Recent Articles | About Authors | About the Syndicate | Archives

To receive a plain text copy of this article by email, see info at the bottom of this page.

Real Answers™
Copyright: © 2004 Gregory J. Rummo
655 words


By: Gregory J. Rummo


As residents of Florida turned a weary eye eastward towards Jeanne, the next hurricane after Ivan with the potential to threaten their state, a Jacksonville, Fla., pastor reminded his congregation that “God may be trying to get our attention.”

Speaking from the pulpit of the 3000-plus member Trinity Baptist Church on a Sunday morning in September, Rev. Tom Messer said, “Any discerning child of God has to realize that things today are different as it relates to our country having an appetite for the things of God. And the stark reality is this: We as a nation and a people are not moving closer to God and the historic truths about God but further away from God. …If you believe that to be true it at least has to raise in your mind the possibility that God is trying to get our attention.”

The statistics bear out Rev. Messer’s observations. According to The Barna Group, an organization that tracks cultural trends in Christianity, only half of Protestant pastors have a biblical world view. Perhaps this explains why the number of unchurched adults has nearly doubled since 1991. Why bother attending church if the pastor’s faith is not real?

The results of this flaccidity are predictable: more and more, the Christian faith is having a limited impact on people’s behavior.
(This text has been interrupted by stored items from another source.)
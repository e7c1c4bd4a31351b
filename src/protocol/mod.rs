//! IDEC protocol core implementation
//!
//! This module provides the message types, the text wire format and the
//! content-addressed message IDs.

mod codec;
mod echo;
mod error;
mod id;
mod index;
mod message;
mod point;
mod tags;

pub use codec::{decode_blob, encode_blob};
pub use echo::{Echo, parse_echo_list};
pub use error::{DecodeError, Error, Result, ValidationError};
pub use id::{MsgId, make_msg_id};
pub use index::{IndexEntry, RawMessage, parse_echo_index, parse_message_bundle};
pub use message::{Message, make_bundled_message};
pub use point::{PointMessage, parse_repto_field};
pub use tags::Tags;

/// Length of a message ID in characters
pub const ID_LEN: usize = 20;

/// Only `ii` value accepted on a tag line
pub const II_OK: &str = "ok";

/// Prefix every tag line starts with
pub const TAG_PREFIX: &str = "ii/";

/// Marker introducing the reply target on line 4 of a point message
pub const REPTO_MARKER: &str = "@repto:";

/// Minimum line count of a point message
pub const POINT_MESSAGE_MIN_LINES: usize = 6;

/// Minimum line count of a bundled message (tags through subject)
pub const BUNDLED_MESSAGE_MIN_LINES: usize = 7;

/// Line where the body of a bundled message starts
pub(crate) const BUNDLED_BODY_OFFSET: usize = 8;
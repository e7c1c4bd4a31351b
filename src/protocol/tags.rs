//! IDEC tag line (`ii/ok[/repto/<id>]`)

use std::fmt;
use std::str::FromStr;

use super::{Error, II_OK, Result, TAG_PREFIX};

/// Parsed tag line of a bundled message
#[derive(Debug, Clone, Default, PartialEq, Eq, Hash)]
#[cfg_attr(feature = "serde", derive(serde::Serialize, serde::Deserialize))]
pub struct Tags {
    /// Protocol marker, `"ok"` on every valid message
    pub ii: String,
    /// ID of the message this one replies to, empty if none
    pub repto: String,
}

impl Tags {
    /// Tags of a top-level message
    #[must_use]
    pub fn ok() -> Self {
        Self {
            ii: II_OK.to_owned(),
            repto: String::new(),
        }
    }

    /// Tags of a reply to `repto`
    #[must_use]
    pub fn reply(repto: impl Into<String>) -> Self {
        Self {
            ii: II_OK.to_owned(),
            repto: repto.into(),
        }
    }

    /// Render the tag line
    ///
    /// # Errors
    ///
    /// Returns [`Error::InvalidTag`] unless `ii` is `"ok"`.
    pub fn collect(&self) -> Result<String> {
        if self.ii != II_OK {
            return Err(Error::InvalidTag {
                tags: format!("{TAG_PREFIX}{}", self.ii),
            });
        }

        if self.repto.is_empty() {
            Ok(format!("{TAG_PREFIX}{II_OK}"))
        } else {
            Ok(format!("{TAG_PREFIX}{II_OK}/repto/{}", self.repto))
        }
    }

    /// Parse a tag line
    ///
    /// The second segment is `ii`; a fourth segment, if present, is the
    /// reply target. The third segment is not checked, so any
    /// four-segment line carries a `repto`.
    ///
    /// # Errors
    ///
    /// Returns [`Error::InvalidTag`] if the line has no `ii/` marker.
    pub fn parse(line: &str) -> Result<Self> {
        if !line.contains(TAG_PREFIX) {
            return Err(Error::InvalidTag {
                tags: line.to_owned(),
            });
        }

        let segments: Vec<&str> = line.split('/').collect();
        let ii = segments.get(1).copied().unwrap_or_default();
        let repto = segments.get(3).copied().unwrap_or_default();

        Ok(Self {
            ii: ii.to_owned(),
            repto: repto.to_owned(),
        })
    }

    /// Check if the tag line marks a reply
    #[must_use]
    pub fn is_reply(&self) -> bool {
        !self.repto.is_empty()
    }
}

impl FromStr for Tags {
    type Err = Error;

    fn from_str(s: &str) -> Result<Self> {
        Self::parse(s)
    }
}

impl fmt::Display for Tags {
    fn fmt(&self, f: &mut fmt::Formatter<'_>) -> fmt::Result {
        if self.repto.is_empty() {
            write!(f, "{TAG_PREFIX}{}", self.ii)
        } else {
            write!(f, "{TAG_PREFIX}{}/repto/{}", self.ii, self.repto)
        }
    }
}
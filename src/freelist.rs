use std::fmt;

use crate::record::{
  FreeBlock, HEADER_SIZE, NIL, RECORD_SIZE, read_header, write_header, write_next, write_prev,
};

/// Errors reported when constructing a [`FreeListAllocator`].
#[derive(Debug, PartialEq, Eq)]
pub enum AllocatorError {
  /// The region cannot host even a single free block record.
  RegionTooSmall,
  /// The region is too large to address with the 32-bit in-band offsets.
  RegionTooLarge,
}

impl fmt::Display for AllocatorError {
  fn fmt(
    &self,
    f: &mut fmt::Formatter<'_>,
  ) -> fmt::Result {
    match self {
      Self::RegionTooSmall => {
        write!(f, "region is smaller than one free block record ({RECORD_SIZE} bytes)")
      }
      Self::RegionTooLarge => write!(f, "region does not fit 32-bit offsets"),
    }
  }
}

impl std::error::Error for AllocatorError {}

/// First-fit, split-only heap allocator over a fixed byte region.
///
/// The allocator owns its arena and hands out byte offsets into it. All
/// bookkeeping is in-band: a 4-byte size header precedes every payload, and
/// free spans carry a doubly-linked free block record in their first 16
/// bytes. Freed spans are pushed onto the front of the list and are never
/// merged with physically adjacent free spans, so long-running mixed
/// workloads fragment; that is the intended trade-off of this design.
///
/// Releasing an offset that did not come from [`reserve`](Self::reserve), or
/// releasing one twice, corrupts the in-band bookkeeping (or panics on an
/// out-of-bounds index). Callers are trusted, as in any `free`-style API.
pub struct FreeListAllocator {
  mem: Vec<u8>,
  /// Offset of the list head, or [`NIL`] once every byte is reserved.
  free_root: u32,
}

impl FreeListAllocator {
  /// Takes ownership of `mem` and establishes a single free block record
  /// spanning the whole region.
  pub fn new(mem: Vec<u8>) -> Result<Self, AllocatorError> {
    if mem.len() < RECORD_SIZE {
      return Err(AllocatorError::RegionTooSmall);
    }
    if mem.len() >= NIL as usize {
      return Err(AllocatorError::RegionTooLarge);
    }

    let mut heap = Self { mem, free_root: 0 };
    let whole = FreeBlock {
      next_free: NIL,
      prev_free: NIL,
      start: 0,
      size: heap.mem.len() as u32,
    };
    whole.write(&mut heap.mem, 0);

    Ok(heap)
  }

  /// Creates an allocator over a fresh zeroed region of `capacity` bytes.
  pub fn with_capacity(capacity: usize) -> Result<Self, AllocatorError> {
    Self::new(vec![0; capacity])
  }

  /// Size of the managed region in bytes.
  pub fn capacity(&self) -> usize {
    self.mem.len()
  }

  /// Reserves a span usable for `size` bytes of payload and returns its
  /// offset, or `None` if no free span is large enough. Failure is a normal
  /// outcome; the region does not grow.
  ///
  /// First-fit: the list is walked from the most recently freed span, and
  /// the first span with room for the header plus payload wins. The span is
  /// carved from the front; the remainder replaces it in the list in place.
  /// When the remainder is too small to host a record of its own, the whole
  /// span is handed out instead and the header records its full capacity,
  /// so the extra bytes come back on release.
  ///
  /// Size-0 requests are legal and yield a zero-length payload.
  pub fn reserve(
    &mut self,
    size: usize,
  ) -> Option<usize> {
    let needed = u32::try_from(size)
      .ok()
      .and_then(|n| n.checked_add(HEADER_SIZE as u32))?;

    let mut cur = self.free_root;
    while cur != NIL {
      let block = FreeBlock::read(&self.mem, cur);
      debug_assert_eq!(block.start, cur);

      if block.size >= needed {
        let payload = block.start + HEADER_SIZE as u32;
        let leftover = block.size - needed;

        if leftover as usize >= RECORD_SIZE {
          // Split: the remainder record takes over the carved record's spot
          // in the list, inheriting both neighbor links.
          let rest = block.start + needed;
          let rest_block = FreeBlock {
            next_free: block.next_free,
            prev_free: block.prev_free,
            start: rest,
            size: leftover,
          };
          rest_block.write(&mut self.mem, rest);

          if block.prev_free != NIL {
            write_next(&mut self.mem, block.prev_free, rest);
          }
          if block.next_free != NIL {
            write_prev(&mut self.mem, block.next_free, rest);
          }
          if self.free_root == cur {
            self.free_root = rest;
          }

          write_header(&mut self.mem, block.start, size as u32);
        } else {
          // Too little left over to host a record: hand out the whole span
          // unsplit. The header keeps the real capacity, not the request.
          self.unlink(&block);
          write_header(&mut self.mem, block.start, block.size - HEADER_SIZE as u32);
        }

        log::trace!("reserve({size}) -> offset {payload}");
        return Some(payload as usize);
      }

      cur = block.next_free;
    }

    log::trace!("reserve({size}): no free span large enough");
    None
  }

  /// Returns the span at `addr` (an offset previously handed out by
  /// [`reserve`](Self::reserve)) to the free list.
  ///
  /// The freed span is linked at the front of the list, header bytes
  /// included. Spans whose recorded payload is smaller than one free block
  /// record cannot re-enter the list and are silently dropped; those bytes
  /// stay lost for the lifetime of the heap.
  pub fn release(
    &mut self,
    addr: usize,
  ) {
    let at = (addr - HEADER_SIZE) as u32;
    let payload_size = read_header(&self.mem, at);

    if (payload_size as usize) < RECORD_SIZE {
      log::debug!("release({addr}): {payload_size}-byte span cannot host a record, dropping it");
      return;
    }

    let block = FreeBlock {
      next_free: self.free_root,
      prev_free: NIL,
      start: at,
      size: payload_size + HEADER_SIZE as u32,
    };
    block.write(&mut self.mem, at);

    if self.free_root != NIL {
      write_prev(&mut self.mem, self.free_root, at);
    }
    self.free_root = at;

    log::trace!("release({addr}): {} bytes back on the list", block.size);
  }

  /// Walks the free list in list order (most recently freed first).
  ///
  /// Debugging affordance only; correctness never depends on it.
  pub fn free_blocks(&self) -> FreeBlocks<'_> {
    FreeBlocks {
      mem: &self.mem,
      cur: self.free_root,
    }
  }

  /// Removes `block` from the free list without replacement.
  fn unlink(
    &mut self,
    block: &FreeBlock,
  ) {
    if block.prev_free != NIL {
      write_next(&mut self.mem, block.prev_free, block.next_free);
    } else {
      self.free_root = block.next_free;
    }
    if block.next_free != NIL {
      write_prev(&mut self.mem, block.next_free, block.prev_free);
    }
  }
}

impl fmt::Debug for FreeListAllocator {
  fn fmt(
    &self,
    f: &mut fmt::Formatter<'_>,
  ) -> fmt::Result {
    let link = |l: Option<usize>| l.map_or(-1, |v| v as i64);

    write!(f, "free list:")?;
    for b in self.free_blocks() {
      write!(
        f,
        " [start: {}, size: {}, next: {}, prev: {}]",
        b.start,
        b.size,
        link(b.next_free),
        link(b.prev_free),
      )?;
    }
    Ok(())
  }
}

/// One entry yielded by [`FreeListAllocator::free_blocks`].
#[derive(Debug, Clone, Copy, PartialEq, Eq)]
pub struct FreeBlockInfo {
  /// Offset of the first byte of the free span.
  pub start: usize,
  /// Span length in bytes, record storage included.
  pub size: usize,
  /// Offset of the next record in list order, if any.
  pub next_free: Option<usize>,
  /// Offset of the previous record in list order, if any.
  pub prev_free: Option<usize>,
}

/// Iterator over the free list. See [`FreeListAllocator::free_blocks`].
pub struct FreeBlocks<'a> {
  mem: &'a [u8],
  cur: u32,
}

impl Iterator for FreeBlocks<'_> {
  type Item = FreeBlockInfo;

  fn next(&mut self) -> Option<FreeBlockInfo> {
    if self.cur == NIL {
      return None;
    }

    let block = FreeBlock::read(self.mem, self.cur);
    self.cur = block.next_free;

    Some(FreeBlockInfo {
      start: block.start as usize,
      size: block.size as usize,
      next_free: (block.next_free != NIL).then_some(block.next_free as usize),
      prev_free: (block.prev_free != NIL).then_some(block.prev_free as usize),
    })
  }
}
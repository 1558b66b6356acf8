use axum::{extract::State, http::StatusCode, routing::post, Json, Router};
use validator::Validate;

use crate::controllers::user_controller::UserController;
use crate::dto::user_dto::{LoginUserRequest, RegisterUserRequest, UserResponse};
use crate::state::AppState;
use crate::utils::errors::AppResult;

pub fn create_user_router() -> Router<AppState> {
    Router::new()
        .route("/", post(register_user))
        .route("/login", post(login_user))
}

async fn register_user(
    State(state): State<AppState>,
    Json(request): Json<RegisterUserRequest>,
) -> AppResult<(StatusCode, Json<UserResponse>)> {
    request.validate()?;

    let controller = UserController::new(state.pool.clone());
    let response = controller.register(request).await?;

    Ok((StatusCode::CREATED, Json(response)))
}

async fn login_user(
    State(state): State<AppState>,
    Json(request): Json<LoginUserRequest>,
) -> AppResult<Json<UserResponse>> {
    request.validate()?;

    let controller = UserController::new(state.pool.clone());
    let response = controller.login(request).await?;

    Ok(Json(response))
}
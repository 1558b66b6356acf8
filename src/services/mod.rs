pub mod booking_lifecycle;
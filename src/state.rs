//! Shared application state
//!
//! Este módulo define el estado compartido de la aplicación que se pasa
//! a través del router de Axum.

use sqlx::PgPool;

use crate::config::environment::EnvironmentConfig;

#[derive(Clone)]
pub struct AppState {
    pub pool: PgPool,
    pub config: EnvironmentConfig,
}

impl AppState {
    pub fn new(pool: PgPool, config: EnvironmentConfig) -> Self {
        Self { pool, config }
    }
}
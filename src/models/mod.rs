pub mod booking;
pub mod user;
pub mod vehicle;
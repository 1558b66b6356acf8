pub mod config;
pub mod controllers;
pub mod database;
pub mod dto;
pub mod middleware;
pub mod models;
pub mod repositories;
pub mod routes;
pub mod services;
pub mod state;
pub mod utils;

pub use routes::create_app;
pub use state::AppState;
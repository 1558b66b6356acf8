pub mod booking_dto;
pub mod user_dto;
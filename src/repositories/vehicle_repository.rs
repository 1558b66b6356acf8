use crate::models::vehicle::Vehicle;
use crate::utils::errors::AppError;
use chrono::{DateTime, Utc};
use sqlx::PgPool;
use uuid::Uuid;

pub struct VehicleRepository {
    pool: PgPool,
}

impl VehicleRepository {
    pub fn new(pool: PgPool) -> Self {
        Self { pool }
    }

    pub async fn find_by_id(&self, id: Uuid) -> Result<Option<Vehicle>, AppError> {
        let result = sqlx::query_as::<_, Vehicle>("SELECT * FROM vehicles WHERE id = $1")
            .bind(id)
            .fetch_optional(&self.pool)
            .await?;

        Ok(result)
    }

    /// Vehículos sin ninguna reserva activa que solape la ventana
    /// [from, to). La condición de solape es la misma que
    /// `booking_lifecycle::windows_overlap`
    /// (start_date < to AND end_date > from); solo cuentan las reservas
    /// en estado reservado o confirmado. Diferencia de conjuntos contra
    /// todos los vehículos, no un flag almacenado.
    pub async fn find_available(
        &self,
        from: DateTime<Utc>,
        to: DateTime<Utc>,
    ) -> Result<Vec<Vehicle>, AppError> {
        let vehicles = sqlx::query_as::<_, Vehicle>(
            r#"
            SELECT * FROM vehicles
            WHERE id NOT IN (
                SELECT vehicle_id FROM bookings
                WHERE start_date < $1
                  AND end_date > $2
                  AND status IN ('reservado', 'confirmado')
            )
            "#,
        )
        .bind(to)
        .bind(from)
        .fetch_all(&self.pool)
        .await?;

        Ok(vehicles)
    }
}
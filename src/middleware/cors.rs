//! Middleware de CORS
//!
//! Este módulo maneja la configuración de CORS para permitir
//! requests desde diferentes orígenes.

use axum::http::{HeaderName, HeaderValue, Method};
use tower_http::cors::CorsLayer;

/// Crear middleware de CORS configurado para desarrollo
/// NOTA: Permite cualquier origen - solo para desarrollo
pub fn cors_middleware() -> CorsLayer {
    CorsLayer::very_permissive()
}

/// Crear middleware de CORS con orígenes específicos
pub fn cors_middleware_with_origins(origins: Vec<String>) -> CorsLayer {
    let mut cors = CorsLayer::new();

    for origin in origins {
        if let Ok(header_value) = HeaderValue::from_str(&origin) {
            cors = cors.allow_origin(header_value);
        }
    }

    cors.allow_methods([
        Method::GET,
        Method::POST,
        Method::PATCH,
        Method::OPTIONS,
    ])
    .allow_headers([
        HeaderName::from_static("authorization"),
        HeaderName::from_static("content-type"),
        HeaderName::from_static("accept"),
        HeaderName::from_static("origin"),
    ])
    .max_age(std::time::Duration::from_secs(3600))
}
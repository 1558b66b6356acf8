use crate::models::booking::{Booking, BookingDetails, BookingMessage, BookingStatus};
use crate::models::vehicle::Vehicle;
use crate::utils::errors::AppError;
use chrono::Utc;
use sqlx::PgPool;
use std::collections::HashMap;
use uuid::Uuid;

pub struct BookingRepository {
    pool: PgPool,
}

impl BookingRepository {
    pub fn new(pool: PgPool) -> Self {
        Self { pool }
    }

    pub async fn create(&self, booking: &Booking) -> Result<Booking, AppError> {
        let result = sqlx::query_as::<_, Booking>(
            r#"
            INSERT INTO bookings (
                id, status, user_id, vehicle_id, observations, rating, feedback,
                start_date, end_date, pick_up_location, drop_off_location,
                hourly_fare, created_at, updated_at
            )
            VALUES ($1, $2, $3, $4, $5, $6, $7, $8, $9, $10, $11, $12, $13, $14)
            RETURNING *
            "#,
        )
        .bind(booking.id)
        .bind(booking.status)
        .bind(booking.user_id)
        .bind(booking.vehicle_id)
        .bind(&booking.observations)
        .bind(booking.rating)
        .bind(&booking.feedback)
        .bind(booking.start_date)
        .bind(booking.end_date)
        .bind(&booking.pick_up_location)
        .bind(&booking.drop_off_location)
        .bind(booking.hourly_fare)
        .bind(booking.created_at)
        .bind(booking.updated_at)
        .fetch_one(&self.pool)
        .await?;

        Ok(result)
    }

    /// Reserva con vehículo y mensajes cargados, o None si no existe
    pub async fn find_by_id(&self, id: Uuid) -> Result<Option<BookingDetails>, AppError> {
        let booking = sqlx::query_as::<_, Booking>("SELECT * FROM bookings WHERE id = $1")
            .bind(id)
            .fetch_optional(&self.pool)
            .await?;

        let Some(booking) = booking else {
            return Ok(None);
        };

        let vehicle = sqlx::query_as::<_, Vehicle>("SELECT * FROM vehicles WHERE id = $1")
            .bind(booking.vehicle_id)
            .fetch_one(&self.pool)
            .await?;

        let messages = sqlx::query_as::<_, BookingMessage>(
            "SELECT * FROM booking_messages WHERE booking_id = $1 ORDER BY created_at ASC",
        )
        .bind(id)
        .fetch_all(&self.pool)
        .await?;

        Ok(Some(BookingDetails {
            booking,
            vehicle,
            messages,
        }))
    }

    pub async fn find_by_user(&self, user_id: Uuid) -> Result<Vec<BookingDetails>, AppError> {
        let bookings = sqlx::query_as::<_, Booking>(
            "SELECT * FROM bookings WHERE user_id = $1 ORDER BY start_date ASC",
        )
        .bind(user_id)
        .fetch_all(&self.pool)
        .await?;

        self.attach_details(bookings).await
    }

    /// Vista de admin: todas las reservas, ordenadas por fecha de inicio
    pub async fn find_all(&self) -> Result<Vec<BookingDetails>, AppError> {
        let bookings =
            sqlx::query_as::<_, Booking>("SELECT * FROM bookings ORDER BY start_date ASC")
                .fetch_all(&self.pool)
                .await?;

        self.attach_details(bookings).await
    }

    pub async fn update_status(
        &self,
        id: Uuid,
        status: BookingStatus,
        observations: &str,
    ) -> Result<Booking, AppError> {
        let result = sqlx::query_as::<_, Booking>(
            r#"
            UPDATE bookings
            SET status = $2, observations = $3, updated_at = $4
            WHERE id = $1
            RETURNING *
            "#,
        )
        .bind(id)
        .bind(status)
        .bind(observations)
        .bind(Utc::now())
        .fetch_one(&self.pool)
        .await?;

        Ok(result)
    }

    pub async fn set_feedback(&self, id: Uuid, feedback: &str) -> Result<Booking, AppError> {
        let result = sqlx::query_as::<_, Booking>(
            r#"
            UPDATE bookings
            SET feedback = $2, updated_at = $3
            WHERE id = $1
            RETURNING *
            "#,
        )
        .bind(id)
        .bind(feedback)
        .bind(Utc::now())
        .fetch_one(&self.pool)
        .await?;

        Ok(result)
    }

    pub async fn set_rating(&self, id: Uuid, rating: i32) -> Result<Booking, AppError> {
        let result = sqlx::query_as::<_, Booking>(
            r#"
            UPDATE bookings
            SET rating = $2, updated_at = $3
            WHERE id = $1
            RETURNING *
            "#,
        )
        .bind(id)
        .bind(rating)
        .bind(Utc::now())
        .fetch_one(&self.pool)
        .await?;

        Ok(result)
    }

    /// Añade un mensaje y toca updated_at de la reserva, igual que el
    /// guardado completo del sistema original. Devuelve la reserva
    /// refrescada junto al mensaje insertado.
    pub async fn add_message(
        &self,
        booking_id: Uuid,
        message: &str,
    ) -> Result<(Booking, BookingMessage), AppError> {
        let message = sqlx::query_as::<_, BookingMessage>(
            r#"
            INSERT INTO booking_messages (id, booking_id, message, created_at)
            VALUES ($1, $2, $3, $4)
            RETURNING *
            "#,
        )
        .bind(Uuid::new_v4())
        .bind(booking_id)
        .bind(message)
        .bind(Utc::now())
        .fetch_one(&self.pool)
        .await?;

        let booking = sqlx::query_as::<_, Booking>(
            r#"
            UPDATE bookings
            SET updated_at = $2
            WHERE id = $1
            RETURNING *
            "#,
        )
        .bind(booking_id)
        .bind(Utc::now())
        .fetch_one(&self.pool)
        .await?;

        Ok((booking, message))
    }

    /// Carga vehículos y mensajes de un lote de reservas en dos queries
    /// (equivalente a los preloads del cliente gorm original)
    async fn attach_details(
        &self,
        bookings: Vec<Booking>,
    ) -> Result<Vec<BookingDetails>, AppError> {
        if bookings.is_empty() {
            return Ok(Vec::new());
        }

        let vehicle_ids: Vec<Uuid> = bookings.iter().map(|b| b.vehicle_id).collect();
        let booking_ids: Vec<Uuid> = bookings.iter().map(|b| b.id).collect();

        let vehicles = sqlx::query_as::<_, Vehicle>("SELECT * FROM vehicles WHERE id = ANY($1)")
            .bind(&vehicle_ids)
            .fetch_all(&self.pool)
            .await?;
        let vehicles_by_id: HashMap<Uuid, Vehicle> =
            vehicles.into_iter().map(|v| (v.id, v)).collect();

        let messages = sqlx::query_as::<_, BookingMessage>(
            "SELECT * FROM booking_messages WHERE booking_id = ANY($1) ORDER BY created_at ASC",
        )
        .bind(&booking_ids)
        .fetch_all(&self.pool)
        .await?;
        let mut messages_by_booking: HashMap<Uuid, Vec<BookingMessage>> = HashMap::new();
        for message in messages {
            messages_by_booking
                .entry(message.booking_id)
                .or_default()
                .push(message);
        }

        let mut details = Vec::with_capacity(bookings.len());
        for booking in bookings {
            // Varias reservas pueden apuntar al mismo vehículo
            let vehicle = vehicles_by_id.get(&booking.vehicle_id).cloned().ok_or_else(|| {
                AppError::Internal(format!(
                    "booking {} references missing vehicle {}",
                    booking.id, booking.vehicle_id
                ))
            })?;
            let messages = messages_by_booking.remove(&booking.id).unwrap_or_default();
            details.push(BookingDetails {
                booking,
                vehicle,
                messages,
            });
        }

        Ok(details)
    }
}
George Barna, the Directing Leader of The Barna Group, notes that many Christians have become hard-pressed to convert their beliefs into action. “The ultimate aim of belief in Jesus is not simply to possess divergent theological ideas but to become a transformed person. These statistics highlight the fact that millions of people who rely on Jesus Christ for their eternal destiny have problems translating their religious beliefs into action beyond Sunday mornings.”

If Christianity’s influence to change individual behavior has been weakened by uncertain pastors in the pulpit, this necessarily translates into a weaker influence in neighborhoods, communities and on a national level.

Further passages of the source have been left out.